The biomass of immobilized granular yeast obtained in the above manner is treated with carbon dioxide by sparging to obtain ethyl alcohol. Rapeseed oil is mixed with ethyl alcohol at a ratio of 1:12 to a homogeneous state. The resulting mixture is sent to the transesterification reactor, in which the transesterification is carried out at a temperature of 400 ° C and a pressure of 35 MPa for 20 minutes. Next, the mixture is cooled and fed to the extractor, in which the reaction mixture is subjected to temperature control to a temperature of 250 ° C. The resulting mixture was extracted with carbon dioxide under supercritical conditions at a flow rate of carbon dioxide of 40 l / h, at a temperature of 350 ° C and a pressure of 35 MPa. The resulting mixture is fed to separators for separation. In the first separator for separating glycerol from the target product, the process is carried out at a pressure of 0.5 MPa and a temperature of 30 ° C. In the second separator for the separation of ethyl ester of fatty acid from carbon dioxide, the process is carried out at a pressure of 0.2 MPa and a temperature of 15 ° C.

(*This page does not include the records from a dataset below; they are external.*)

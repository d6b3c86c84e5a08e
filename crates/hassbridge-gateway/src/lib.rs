//! hassbridge gateway library entry.
//!
//! Wires configuration, the statsd client, the service registry, and the
//! HTTP surface into one process. Consumed by the binary (`main.rs`) and by
//! integration tests.

pub mod app_state;
pub mod config;
pub mod dispatch;
pub mod ops;
pub mod router;
pub mod services;
pub mod statsd;
pub mod transport;
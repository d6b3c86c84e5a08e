//! Statsd transport.
//!
//! `MetricSink` is the seam the metric service writes through; the UDP client
//! is the production implementation and tests swap in a recording sink.

pub mod udp;

pub use udp::UdpStatsdClient;

/// Fire-and-forget datagram sink. Must be safe to share across calls.
pub trait MetricSink: Send + Sync {
    /// Attempt to send one datagram. Failures are absorbed by the sink.
    fn emit(&self, datagram: &[u8]);
}
//! Tag normalization.
//!
//! Both accepted shapes end up as a list of `key:value` strings. Every emitted
//! tag contains exactly one `:`; a single bad entry rejects the whole set so
//! no partially tagged metric is ever sent.

use std::collections::BTreeMap;

use crate::error::{BridgeError, Result};
use crate::protocol::statsd::find_framing_char;

/// Tags as supplied by the caller.
#[derive(Debug, Clone, PartialEq, Eq)]
pub enum TagSet {
    /// `{key: value}` pairs. Key order is the emission order.
    Mapping(BTreeMap<String, String>),
    /// Entries expected to already be `key:value`.
    Sequence(Vec<String>),
}

impl Default for TagSet {
    fn default() -> Self {
        TagSet::Sequence(Vec::new())
    }
}

impl TagSet {
    /// Flatten into `key:value` strings, failing on the first malformed entry.
    pub fn normalize(&self) -> Result<Vec<String>> {
        let tags: Vec<String> = match self {
            TagSet::Mapping(m) => m.iter().map(|(k, v)| format!("{k}:{v}")).collect(),
            TagSet::Sequence(s) => s.clone(),
        };
        for tag in &tags {
            check_tag(tag)?;
        }
        Ok(tags)
    }
}

/// A tag is valid when splitting on `:` yields exactly two parts and nothing
/// in it would split the tag section on the wire.
pub fn check_tag(tag: &str) -> Result<()> {
    if tag.split(':').count() != 2 || find_framing_char(tag).is_some() {
        return Err(BridgeError::InvalidTag(tag.to_string()));
    }
    Ok(())
}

Thus, the claimed invention allows to simplify the process, reduce the time of the process and increase the yield of the product.

Claims (2)

1. The method of processing vegetable oil by transesterification with alcohol, the separation of the obtained products into fractions, characterized in that rapeseed oil is used as vegetable oil, and ethanol obtained by sparging carbon dioxide of biomass of immobilized granular yeast at a ratio of 1 is used as alcohol : 12 to a homogeneous state, the resulting mixture is sent to the transesterification reactor, in which the transesterification is carried out at a temperature of 350-400 ° C and a pressure of 35-50 MPa, 20 min, cool the mixture and feed it into the extractor, in which the reaction mixture is subjected to temperature control at a temperature of 250 ° C, then carbon dioxide is extracted under supercritical conditions at a flow rate of carbon dioxide of 40 l / h, at a temperature of 350 ° C and a pressure of 35 MPa, the resulting homogeneous mixture is fed into the first separator to separate glycerol from the target product at a pressure of 0.5 MPa and a temperature of 20-30 ° C, the target product is fed into the second separator to separate the fatty acid ethyl ester from carbon dioxide at a pressure of 0 , 2 MPa and a temperature of 15 ° C. 2. The method according to claim 1, characterized in that the carbon dioxide released in the second separator is recycled.